How green is my data center? Sun says, 'Very'
Sun Microsystems today announced it had finished building its new, über-efficient data center in Broomfield, Colorado. The company says the facility will reduce electricity costs by more than $1 million (US), cut annual carbon dioxide emissions by 11,000 metric tonnes and trim Sun’s US carbon footprint by 6 percent.
Sun has already unveiled similar, high-efficiency data centers in Santa Clara, California; Blackwater, UK; and Bangalore, India. Building on those construction experiences, the company says it will also offer to help its customers retrofit and/or build their own data centers with equally small eco-footprints.
“As a company we’ve achieved our first 20 percent reduction in electricity usage since 2002, and the Broomfield datacenter is a great step forward in meeting our goal of another 20 percent reduction,” said Dave Douglas, Sun’s chief sustainability officer and senior vice president of cloud computing.
Part of a global consolidation effort that has compressed Sun’s total data center floor space by 60 percent, the new Broomfield facility features a floor area of only 126,000 square feet (11,706 square meters), compared to the previous Colorado data center size of 496,000 square feet (46,080 square meters). Other green features include:
- A flywheel UPS that needs no batteries, eliminating lead and chemical waste;
- A chemical-free water treatment system;
- Enhanced scalability that can boost capacity by up to 40 percent without the need for major construction; and
- The “world’s first and largest installation” of a Liebert advanced XD cooling system with 24 percent more chilling capacity than standard systems.
Sun says the new facility is part of its eco-mission, “Greening Our World, One Datacenter at a Time.”

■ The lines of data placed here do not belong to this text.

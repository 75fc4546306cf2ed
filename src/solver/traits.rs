use super::board::GridView;
use crate::{Grid, Position, RevealEngine, Result};
use std::collections::BTreeSet;

/// Positions that a rule has determined to be mines or safe.
///
/// Ordered sets, so applying a deduction is deterministic.
#[derive(Debug, Clone, Default, PartialEq, Eq)]
pub struct Deduction {
    /// Positions that are definitely mines
    pub mines: BTreeSet<Position>,
    /// Positions that are definitely safe
    pub safe: BTreeSet<Position>,
}

impl Deduction {
    pub fn is_empty(&self) -> bool {
        self.mines.is_empty() && self.safe.is_empty()
    }
}

/// A local inference rule anchored on one revealed cell.
pub trait Rule {
    fn name(&self) -> &str;

    /// Inspects the neighborhood of `cell`. Returns an empty deduction when the
    /// rule's precondition does not hold.
    fn deduce(&self, view: &GridView, cell: Position) -> Deduction;

    /// Deduces and immediately applies the result. Returns whether any cell changed.
    fn apply(&self, grid: &mut Grid, cell: Position, engine: &mut RevealEngine<'_>) -> Result<bool> {
        let deduction = self.deduce(&grid.view(), cell);
        if deduction.is_empty() {
            return Ok(false);
        }
        log::trace!(
            "{} at {cell}: {} mines, {} safe",
            self.name(),
            deduction.mines.len(),
            deduction.safe.len()
        );
        engine.apply(grid, &deduction)
    }
}

#[doc(hidden)]
#[macro_export]
macro_rules! rule_test_suite {
    ($suite:ident, $rule:ty) => {
        mod $suite {
            use super::*;
            use $crate::solver::test_utils::{validate_rule, TestBoardConfig, TestBoardGenerator};
            use $crate::solver::Rule;
            use $crate::{Dimensions, GameConfig, Grid, NullRenderer, Position, RevealEngine};
            use rand::rngs::StdRng;
            use rand::SeedableRng;

            #[test]
            fn test_silent_on_unopened_board() {
                let rule = <$rule>::default();
                let mut rng = StdRng::seed_from_u64(1);
                let grid = Grid::new(GameConfig::new(5, 5, 5), &mut rng).unwrap();
                let view = grid.view();

                for pos in grid.iter_positions() {
                    assert!(rule.deduce(&view, pos).is_empty());
                }
            }

            #[test]
            fn test_silent_on_solved_board() {
                let rule = <$rule>::default();
                let mut grid = Grid::from_mines(Dimensions::new(3, 3), &[]).unwrap();
                let mut renderer = NullRenderer;
                RevealEngine::new(&mut renderer)
                    .reveal(&mut grid, Position::new(1, 1))
                    .unwrap();
                let view = grid.view();

                for pos in grid.iter_positions() {
                    assert!(rule.deduce(&view, pos).is_empty());
                }
            }

            #[test]
            fn test_deductions_match_ground_truth() {
                let rule = <$rule>::default();
                let config = TestBoardConfig {
                    rows: 12,
                    cols: 12,
                    mine_density: 0.18,
                    revealed_percentage: 0.35,
                    flag_percentage: 0.5,
                };
                let mut generator = TestBoardGenerator::with_seed(config, 2024);

                for (idx, grid) in generator.generate_batch(200).iter().enumerate() {
                    assert!(
                        validate_rule(&rule, grid),
                        "{} failed on generated board {}",
                        rule.name(),
                        idx
                    );
                }
            }

            #[test]
            fn test_rule_name() {
                let rule = <$rule>::default();
                assert!(!rule.name().is_empty(), "Rule name must not be empty");
            }
        }
    };
}
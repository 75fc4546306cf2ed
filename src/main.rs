use autosweeper::{new_game, Game, GameConfig, GameError, Outcome, Position, Renderer, RunReport};
use clap::Parser;
use serde::Serialize;
use std::process::ExitCode;

#[derive(Parser, Debug)]
#[command(version, about = "Plays Minesweeper by local deduction", long_about = None)]
struct Args {
    /// What log level to use
    #[command(flatten)]
    verbose: clap_verbosity_flag::Verbosity,

    /// Board preset: beginner, intermediate or expert
    #[arg(short, long, default_value = "expert", value_parser = parse_preset)]
    preset: GameConfig,

    /// Override the preset's row count
    #[arg(long)]
    rows: Option<usize>,

    /// Override the preset's column count
    #[arg(long)]
    cols: Option<usize>,

    /// Override the preset's mine count
    #[arg(short, long)]
    mines: Option<usize>,

    /// Force a seed instead of random
    #[arg(short, long)]
    seed: Option<u64>,

    /// Number of games to play; game `i` uses `seed + i`
    #[arg(short, long, default_value_t = 1)]
    games: u64,

    /// Print the final board of every game
    #[arg(short, long)]
    board: bool,

    /// Print one JSON report per game
    #[arg(long)]
    json: bool,
}

impl Args {
    fn config(&self) -> GameConfig {
        GameConfig::new(
            self.rows.unwrap_or(self.preset.rows),
            self.cols.unwrap_or(self.preset.cols),
            self.mines.unwrap_or(self.preset.mines),
        )
    }
}

fn parse_preset(name: &str) -> Result<GameConfig, String> {
    GameConfig::preset(name).ok_or_else(|| format!("unknown preset '{name}'"))
}

fn main() -> ExitCode {
    let args = Args::parse();
    env_logger::Builder::new()
        .filter_level(args.verbose.log_level_filter())
        .init();

    match run(&args) {
        Ok(()) => ExitCode::SUCCESS,
        Err(e) => {
            eprintln!("Game error: {}", e);
            ExitCode::FAILURE
        }
    }
}

fn run(args: &Args) -> Result<(), GameError> {
    let config = args.config();
    config.validate()?;
    let seed = args.seed.unwrap_or_else(rand::random);
    log::info!(
        "{}x{} board with {} mines, seed {}",
        config.rows,
        config.cols,
        config.mines,
        seed
    );

    let mut stats = AggregateStats::default();

    for i in 0..args.games {
        let game_seed = seed.wrapping_add(i);
        let grid = new_game(config.rows, config.cols, config.mines, game_seed)?;
        let mut game = Game::with_renderer(grid, game_seed, MoveLogger::default());
        let report = game.run()?;

        if args.json {
            let summary = GameSummary {
                seed: game_seed,
                config,
                report: &report,
            };
            match serde_json::to_string(&summary) {
                Ok(line) => println!("{}", line),
                Err(e) => log::error!("could not encode report: {}", e),
            }
        } else if args.games == 1 {
            print_report(&report, game_seed, game.renderer().moves);
        }

        if args.board {
            print!("{}", game.grid().render_text());
        }

        stats.record(report, config.safe_cells());
    }

    if args.games > 1 && !args.json {
        stats.print();
    }
    Ok(())
}

fn print_report(report: &RunReport, seed: u64, moves: usize) {
    match report.outcome {
        Outcome::Won => println!("Won (seed {})", seed),
        Outcome::Lost => println!(
            "Lost on {} (seed {})",
            report
                .triggered_mine
                .map_or_else(|| "?".to_string(), |p| p.to_string()),
            seed
        ),
    }
    println!(
        "{} moves, {} guesses, {} passes, {} flags",
        moves,
        report.guesses.len(),
        report.passes,
        report.flags_placed
    );
}

#[derive(Serialize)]
struct GameSummary<'a> {
    seed: u64,
    config: GameConfig,
    report: &'a RunReport,
}

/// Logs every move as it happens.
#[derive(Debug, Default)]
struct MoveLogger {
    moves: usize,
}

impl Renderer for MoveLogger {
    fn on_reveal(&mut self, cell: Position, number: u8) {
        self.moves += 1;
        log::trace!("reveal {} -> {}", cell, number);
    }

    fn on_flag(&mut self, cell: Position) {
        self.moves += 1;
        log::trace!("flag {}", cell);
    }

    fn on_detonate(&mut self, mines: &[Position], triggered: Position) {
        self.moves += 1;
        log::info!("detonated {} ({} mines on the board)", triggered, mines.len());
    }
}

#[derive(Debug, Default)]
struct AggregateStats {
    games: Vec<(RunReport, usize)>,
}

impl AggregateStats {
    fn record(&mut self, report: RunReport, safe_cells: usize) {
        self.games.push((report, safe_cells));
    }

    fn games_played(&self) -> usize {
        self.games.len()
    }

    fn success_rate(&self) -> f64 {
        if self.games_played() == 0 {
            return 0.0;
        }
        let won = self
            .games
            .iter()
            .filter(|(r, _)| r.outcome == Outcome::Won)
            .count();
        won as f64 / self.games_played() as f64 * 100.0
    }

    fn average_completion(&self) -> f64 {
        if self.games_played() == 0 {
            return 0.0;
        }
        let total: f64 = self
            .games
            .iter()
            .map(|(r, safe)| r.cells_revealed as f64 / *safe as f64 * 100.0)
            .sum();
        total / self.games_played() as f64
    }

    fn average_guesses(&self) -> f64 {
        if self.games_played() == 0 {
            return 0.0;
        }
        let total: usize = self.games.iter().map(|(r, _)| r.guesses.len()).sum();
        total as f64 / self.games_played() as f64
    }

    fn print(&self) {
        println!("Games played: {}", self.games_played());
        println!("Success rate: {:.1}%", self.success_rate());
        println!("Average board completion: {:.1}%", self.average_completion());
        println!("Average guesses per game: {:.2}", self.average_guesses());
    }
}
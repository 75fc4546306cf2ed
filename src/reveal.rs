use crate::solver::Deduction;
use crate::{CellState, GameError, Grid, Position, Renderer, Result};
use rand::seq::SliceRandom;
use rand::Rng;
use std::collections::{HashSet, VecDeque};

#[derive(Debug, Clone, Copy, PartialEq, Eq)]
pub enum RevealOutcome {
    /// The cell was not covered.
    NoChange,
    /// Number of cells opened, including the flood fill.
    Revealed(usize),
    HitMine,
}

impl RevealOutcome {
    pub const fn has_update(self) -> bool {
        !matches!(self, Self::NoChange)
    }
}

/// Performs every visible mutation of a [`Grid`] and reports it to the renderer.
pub struct RevealEngine<'r> {
    renderer: &'r mut dyn Renderer,
}

impl<'r> RevealEngine<'r> {
    pub fn new(renderer: &'r mut dyn Renderer) -> Self {
        Self { renderer }
    }

    /// Opens `cell`. A mine detonates and ends the game; a zero opens its whole
    /// connected zero region plus that region's border.
    pub fn reveal(&mut self, grid: &mut Grid, cell: Position) -> Result<RevealOutcome> {
        if grid.cell(cell)? != CellState::Covered {
            return Ok(RevealOutcome::NoChange);
        }

        if grid.is_mine(cell) {
            grid.mark_detonated(cell)?;
            let mines = grid.mine_positions();
            log::debug!("mine detonated at {cell}");
            self.renderer.on_detonate(&mines, cell);
            return Ok(RevealOutcome::HitMine);
        }

        // Neighbors of a zero are never mines, so the fill cannot detonate.
        let mut queue = VecDeque::from([cell]);
        let mut visited = HashSet::from([cell]);
        let mut revealed = 0;

        while let Some(pos) = queue.pop_front() {
            if grid.state(pos) != Some(CellState::Covered) {
                continue;
            }
            grid.mark_revealed(pos)?;
            revealed += 1;

            let number = grid.adjacent_mine_count(pos);
            self.renderer.on_reveal(pos, number);

            if number == 0 {
                for next in grid.covered_neighbors(pos) {
                    if visited.insert(next) {
                        queue.push_back(next);
                    }
                }
            }
        }

        if revealed > 1 {
            log::trace!("flood fill from {cell} opened {revealed} cells");
        }
        Ok(RevealOutcome::Revealed(revealed))
    }

    pub fn flag(&mut self, grid: &mut Grid, cell: Position) -> Result<()> {
        grid.mark_flagged(cell)?;
        self.renderer.on_flag(cell);
        Ok(())
    }

    /// Opens a uniformly chosen covered cell; the fallback when nothing can be deduced.
    pub fn reveal_random<R: Rng + ?Sized>(
        &mut self,
        grid: &mut Grid,
        rng: &mut R,
    ) -> Result<(Position, RevealOutcome)> {
        let covered = grid.covered_cells();
        let &cell = covered.choose(rng).ok_or(GameError::NoCoveredCells)?;
        log::debug!("guessing {cell} among {} covered cells", covered.len());
        let outcome = self.reveal(grid, cell)?;
        Ok((cell, outcome))
    }

    /// Flags the deduced mines, then opens the deduced safe cells. Safe cells
    /// already opened by an earlier flood fill are skipped.
    pub fn apply(&mut self, grid: &mut Grid, deduction: &Deduction) -> Result<bool> {
        let mut progress = false;

        for &cell in &deduction.mines {
            self.flag(grid, cell)?;
            progress = true;
        }

        for &cell in &deduction.safe {
            let outcome = self.reveal(grid, cell)?;
            progress |= outcome.has_update();
            if outcome == RevealOutcome::HitMine {
                break;
            }
        }

        Ok(progress)
    }
}
//! Job domain model

use crate::model::{is_false, Config, Hooks, Identifier, Named, Step};
use serde::{Deserialize, Serialize};

/// How long build logs are kept
#[derive(Debug, Clone, Default, PartialEq, Eq, Serialize, Deserialize)]
pub struct BuildLogRetention {
    #[serde(default, skip_serializing_if = "Option::is_none")]
    pub days: Option<u32>,

    #[serde(default, skip_serializing_if = "Option::is_none")]
    pub builds: Option<u32>,

    #[serde(default, skip_serializing_if = "Option::is_none")]
    pub minimum_succeeded_builds: Option<u32>,
}

/// A job: a named build plan
#[derive(Debug, Clone, PartialEq, Serialize, Deserialize)]
pub struct Job {
    pub name: Identifier,

    pub plan: Vec<Step>,

    #[serde(default, skip_serializing_if = "Option::is_none")]
    pub build_log_retention: Option<BuildLogRetention>,

    #[serde(default, skip_serializing_if = "is_false")]
    pub serial: bool,

    #[serde(default, skip_serializing_if = "Vec::is_empty")]
    pub serial_groups: Vec<Identifier>,

    #[serde(default, skip_serializing_if = "Option::is_none")]
    pub max_in_flight: Option<u32>,

    #[serde(default, skip_serializing_if = "is_false")]
    pub public: bool,

    #[serde(default, skip_serializing_if = "is_false")]
    pub disable_manual_trigger: bool,

    #[serde(default, skip_serializing_if = "is_false")]
    pub interruptible: bool,

    #[serde(default, skip_serializing_if = "Option::is_none")]
    pub old_name: Option<Identifier>,

    #[serde(flatten)]
    pub hooks: Hooks,

    /// Keys not modelled above, such as `build_logs_to_retain`
    #[serde(flatten)]
    pub extra: Config,
}

impl Job {
    pub fn new(name: Identifier, plan: Vec<Step>) -> Self {
        Self {
            name,
            plan,
            build_log_retention: None,
            serial: false,
            serial_groups: Vec::new(),
            max_in_flight: None,
            public: false,
            disable_manual_trigger: false,
            interruptible: false,
            old_name: None,
            hooks: Hooks::default(),
            extra: Config::new(),
        }
    }

    pub fn with_build_log_retention(mut self, retention: BuildLogRetention) -> Self {
        self.build_log_retention = Some(retention);
        self
    }

    /// Every step in the plan and hooks, nested steps included
    pub fn steps(&self) -> Vec<&Step> {
        let mut steps = Vec::new();
        for step in self.plan.iter().chain(self.hooks.iter()) {
            step.walk(&mut |s| steps.push(s));
        }
        steps
    }

    /// Whether any step in this job gets or puts the named resource
    pub fn uses_resource(&self, resource: &Identifier) -> bool {
        self.steps().into_iter().any(|step| match step {
            Step::Get(get) => get.resource_name() == resource,
            Step::Put(put) => put.resource_name() == resource,
            _ => false,
        })
    }
}

impl Named for Job {
    const KIND: &'static str = "job";

    fn name(&self) -> &Identifier {
        &self.name
    }
}
//! Image builds and stack deployments
//!
//! `packer_jobs` validates then builds machine images; `pulumi_jobs_chain`
//! deploys one Pulumi project through a sequence of stacks, each stage
//! gated on the one before it.

use crate::catalog::{resource_types, resources};
use crate::error::{PipelineError, Result};
use crate::model::{
    Config, GetStep, Identifier, InParallelStep, Job, PipelineFragment, PutStep, Resource, Step,
};
use serde_json::{json, Value};
use std::collections::BTreeMap;
use tracing::{debug, warn};

/// Default region passed to Pulumi deployments
pub const DEFAULT_AWS_REGION: &str = "us-east-1";

/// Inputs for the packer validate/build job pair of one image
#[derive(Debug, Clone)]
pub struct PackerBuild {
    /// Short image name used in job names (`tika` -> `build-tika-ami`)
    pub name: String,

    /// Repository holding the packer template
    pub image_code: Resource,

    /// Template path relative to the repository root
    pub template_path: String,

    /// One build source per node type (`amazon-ebs.<node_type>`)
    pub node_types: Vec<String>,

    /// Extra gets that trigger a rebuild
    pub dependencies: Vec<GetStep>,

    pub packer_vars: Config,

    pub env_vars_from_files: Config,

    /// Merged into the put params of every node type
    pub extra_params: Config,

    pub job_name_suffix: String,
}

impl PackerBuild {
    pub fn new(name: impl Into<String>, image_code: Resource, template_path: impl Into<String>) -> Self {
        Self {
            name: name.into(),
            image_code,
            template_path: template_path.into(),
            node_types: vec!["server".to_string()],
            dependencies: Vec::new(),
            packer_vars: Config::new(),
            env_vars_from_files: Config::new(),
            extra_params: Config::new(),
            job_name_suffix: String::new(),
        }
    }

    pub fn validate_job_name(&self) -> Result<Identifier> {
        Identifier::new(format!("validate-{}-packer{}", self.name, self.job_name_suffix))
    }

    pub fn build_job_name(&self) -> Result<Identifier> {
        Identifier::new(format!("build-{}-ami{}", self.name, self.job_name_suffix))
    }

    fn put_params(&self, node_type: &str, objective: &str) -> Config {
        let mut vars = Config::new();
        vars.insert("node_type".to_string(), json!(node_type));
        vars.extend(self.packer_vars.clone());

        let mut params = Config::new();
        params.insert(
            "template".to_string(),
            json!(format!("{}/{}", self.image_code.name, self.template_path)),
        );
        params.insert("objective".to_string(), json!(objective));
        params.insert("only".to_string(), json!([format!("amazon-ebs.{}", node_type)]));
        params.insert("vars".to_string(), Value::Object(vars));
        if !self.env_vars_from_files.is_empty() {
            params.insert(
                "env_vars_from_files".to_string(),
                Value::Object(self.env_vars_from_files.clone()),
            );
        }
        params.extend(self.extra_params.clone());
        params
    }

    fn packer_puts(&self, target: &Resource, objective: &str) -> Step {
        let puts = self
            .node_types
            .iter()
            .map(|node_type| -> Step {
                PutStep::new(target.name.clone())
                    .params(self.put_params(node_type, objective))
                    .no_get(true)
                    .into()
            })
            .collect();
        InParallelStep::new(puts).into()
    }
}

/// Validate then build an image, one put per node type
pub fn packer_jobs(build: &PackerBuild) -> Result<PipelineFragment> {
    if build.node_types.is_empty() {
        return Err(PipelineError::NoNodeTypes(build.name.clone()));
    }

    let validate_resource = resources::packer_validate()?;
    let build_resource = resources::packer_build()?;
    let validate_name = build.validate_job_name()?;
    let build_name = build.build_job_name()?;

    let gets = fold_gets(
        build
            .dependencies
            .iter()
            .cloned()
            .chain([GetStep::new(build.image_code.name.clone())]),
    );

    let mut validate_plan: Vec<Step> = gets
        .iter()
        .map(|get| -> Step { get.clone().trigger(true).into() })
        .collect();
    validate_plan.push(build.packer_puts(&validate_resource, "validate"));

    let mut build_plan: Vec<Step> = gets
        .iter()
        .map(|get| -> Step {
            get.clone()
                .trigger(true)
                .passed(vec![validate_name.clone()])
                .into()
        })
        .collect();
    build_plan.push(build.packer_puts(&build_resource, "build"));

    debug!(
        "Built packer jobs {} and {} for {} node type(s)",
        validate_name,
        build_name,
        build.node_types.len()
    );

    Ok(PipelineFragment::new(
        vec![resource_types::packer()?],
        vec![build.image_code.clone(), validate_resource, build_resource],
        vec![
            Job::new(validate_name, validate_plan),
            Job::new(build_name, build_plan),
        ],
    ))
}

/// Merge gets of the same artifact into the first one
///
/// A job may get each name only once; the merged get triggers if any of
/// them did and keeps every `passed` entry.
fn fold_gets(steps: impl IntoIterator<Item = GetStep>) -> Vec<GetStep> {
    let mut folded: Vec<GetStep> = Vec::new();
    for step in steps {
        match folded.iter_mut().find(|existing| existing.get == step.get) {
            Some(existing) => {
                debug!("Folding repeated get of {}", step.get);
                existing.trigger |= step.trigger;
                for job in step.passed {
                    if !existing.passed.contains(&job) {
                        existing.passed.push(job);
                    }
                }
            }
            None => folded.push(step),
        }
    }
    folded
}

/// Production stacks are deployed by hand
pub fn is_production_stack(stack_name: &str) -> bool {
    stack_name
        .rsplit('.')
        .next()
        .is_some_and(|env| env.eq_ignore_ascii_case("production"))
}

/// Job name for deploying one stack of a project
pub fn deploy_job_name(project_name: &str, stack_name: &str) -> Result<Identifier> {
    Identifier::new(format!(
        "deploy-{}-{}",
        project_name,
        stack_name.to_lowercase()
    ))
}

/// One stage of a deployment chain
#[derive(Debug, Clone)]
pub struct PulumiStage<'a> {
    pub project_name: &'a str,
    pub project_source_path: &'a str,
    pub pulumi_code: &'a Resource,
    pub provisioner: &'a Resource,
    pub stack_name: &'a str,
    pub dependencies: &'a [GetStep],

    /// Gets fetched by this stage only; never gated on the previous job
    pub stage_dependencies: &'a [GetStep],
    pub previous_job: Option<&'a Identifier>,
    pub env_vars: &'a Config,
    pub post_steps: &'a [Step],
}

/// Deploy a single stack
///
/// With a previous job every get is gated on it; without one the
/// dependencies keep whatever `passed` they were given.
pub fn pulumi_job(stage: &PulumiStage<'_>) -> Result<Job> {
    let trigger = !is_production_stack(stage.stack_name);
    if !trigger {
        warn!(
            "Stack {} is a production stack and must be deployed manually",
            stage.stack_name
        );
    }

    let gate = |step: GetStep| -> Step {
        let step = step.trigger(trigger);
        match stage.previous_job {
            Some(previous) => step.passed(vec![previous.clone()]).into(),
            None => step.into(),
        }
    };

    // A dependency on the code resource itself is folded into the code get
    let gets = fold_gets(
        [GetStep::new(stage.pulumi_code.name.clone())]
            .into_iter()
            .chain(stage.dependencies.iter().cloned()),
    );
    let mut plan: Vec<Step> = gets.into_iter().map(gate).collect();
    plan.extend(
        stage
            .stage_dependencies
            .iter()
            .map(|step| -> Step { step.clone().trigger(trigger).into() }),
    );

    let mut env_os = Config::new();
    env_os.insert("AWS_DEFAULT_REGION".to_string(), json!(DEFAULT_AWS_REGION));
    env_os.insert(
        "PYTHONPATH".to_string(),
        json!(format!("/usr/lib/:/tmp/build/put/{}/src/", stage.pulumi_code.name)),
    );
    env_os.extend(stage.env_vars.clone());

    let mut params = Config::new();
    params.insert("action".to_string(), json!("update"));
    params.insert("stack_name".to_string(), json!(stage.stack_name));
    params.insert(
        "source_dir".to_string(),
        json!(format!("{}/{}", stage.pulumi_code.name, stage.project_source_path)),
    );
    params.insert("env_os".to_string(), Value::Object(env_os));

    plan.push(PutStep::new(stage.provisioner.name.clone()).params(params).into());
    plan.extend(stage.post_steps.iter().cloned());

    let name = deploy_job_name(stage.project_name, stage.stack_name)?;
    debug!("Built deploy job {}", name);
    Ok(Job::new(name, plan))
}

/// Inputs for deploying a project through an ordered list of stacks
#[derive(Debug, Clone)]
pub struct PulumiChain {
    pub project_name: String,

    /// Project directory relative to the code repository root
    pub project_source_path: String,

    pub pulumi_code: Resource,

    /// Deployed in order; each stage is gated on the previous one
    pub stack_names: Vec<String>,

    /// Gets added to every stage
    pub dependencies: Vec<GetStep>,

    /// Extra gets for a single stage, keyed by stack name
    pub custom_dependencies: BTreeMap<String, Vec<GetStep>>,

    /// Steps run after the deploy, keyed by stack name
    pub additional_post_steps: BTreeMap<String, Vec<Step>>,

    /// Extra environment passed to the Pulumi process
    pub env_vars: Config,
}

impl PulumiChain {
    pub fn new(
        project_name: impl Into<String>,
        project_source_path: impl Into<String>,
        pulumi_code: Resource,
        stack_names: Vec<String>,
    ) -> Self {
        Self {
            project_name: project_name.into(),
            project_source_path: project_source_path.into(),
            pulumi_code,
            stack_names,
            dependencies: Vec::new(),
            custom_dependencies: BTreeMap::new(),
            additional_post_steps: BTreeMap::new(),
            env_vars: Config::new(),
        }
    }
}

/// Build one deploy job per stack, chained with `passed` constraints
pub fn pulumi_jobs_chain(chain: &PulumiChain) -> Result<PipelineFragment> {
    if chain.stack_names.is_empty() {
        return Err(PipelineError::EmptyChain(chain.project_name.clone()));
    }

    let provisioner =
        resources::pulumi_provisioner(&chain.project_name, &chain.project_source_path)?;

    let mut jobs: Vec<Job> = Vec::with_capacity(chain.stack_names.len());
    for stack_name in &chain.stack_names {
        let stage_dependencies = chain
            .custom_dependencies
            .get(stack_name)
            .map(Vec::as_slice)
            .unwrap_or_default();
        let post_steps = chain
            .additional_post_steps
            .get(stack_name)
            .map(Vec::as_slice)
            .unwrap_or_default();

        let job = pulumi_job(&PulumiStage {
            project_name: &chain.project_name,
            project_source_path: &chain.project_source_path,
            pulumi_code: &chain.pulumi_code,
            provisioner: &provisioner,
            stack_name,
            dependencies: &chain.dependencies,
            stage_dependencies,
            previous_job: jobs.last().map(|job| &job.name),
            env_vars: &chain.env_vars,
            post_steps,
        })?;
        jobs.push(job);
    }

    Ok(PipelineFragment::new(
        vec![resource_types::pulumi_provisioner()?],
        vec![chain.pulumi_code.clone(), provisioner],
        jobs,
    ))
}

“With a billion people participating online today, the network consumes more than 100 billion kilowatts of electricity and costs businesses around $7.2 billion in utility bills annually … Some analysts say infrastructure power usage will soon cost more than the hardware itself,” states the company’s Eco Responsibility page. “So it’s clear: what’s good for the environment is imperative for business.”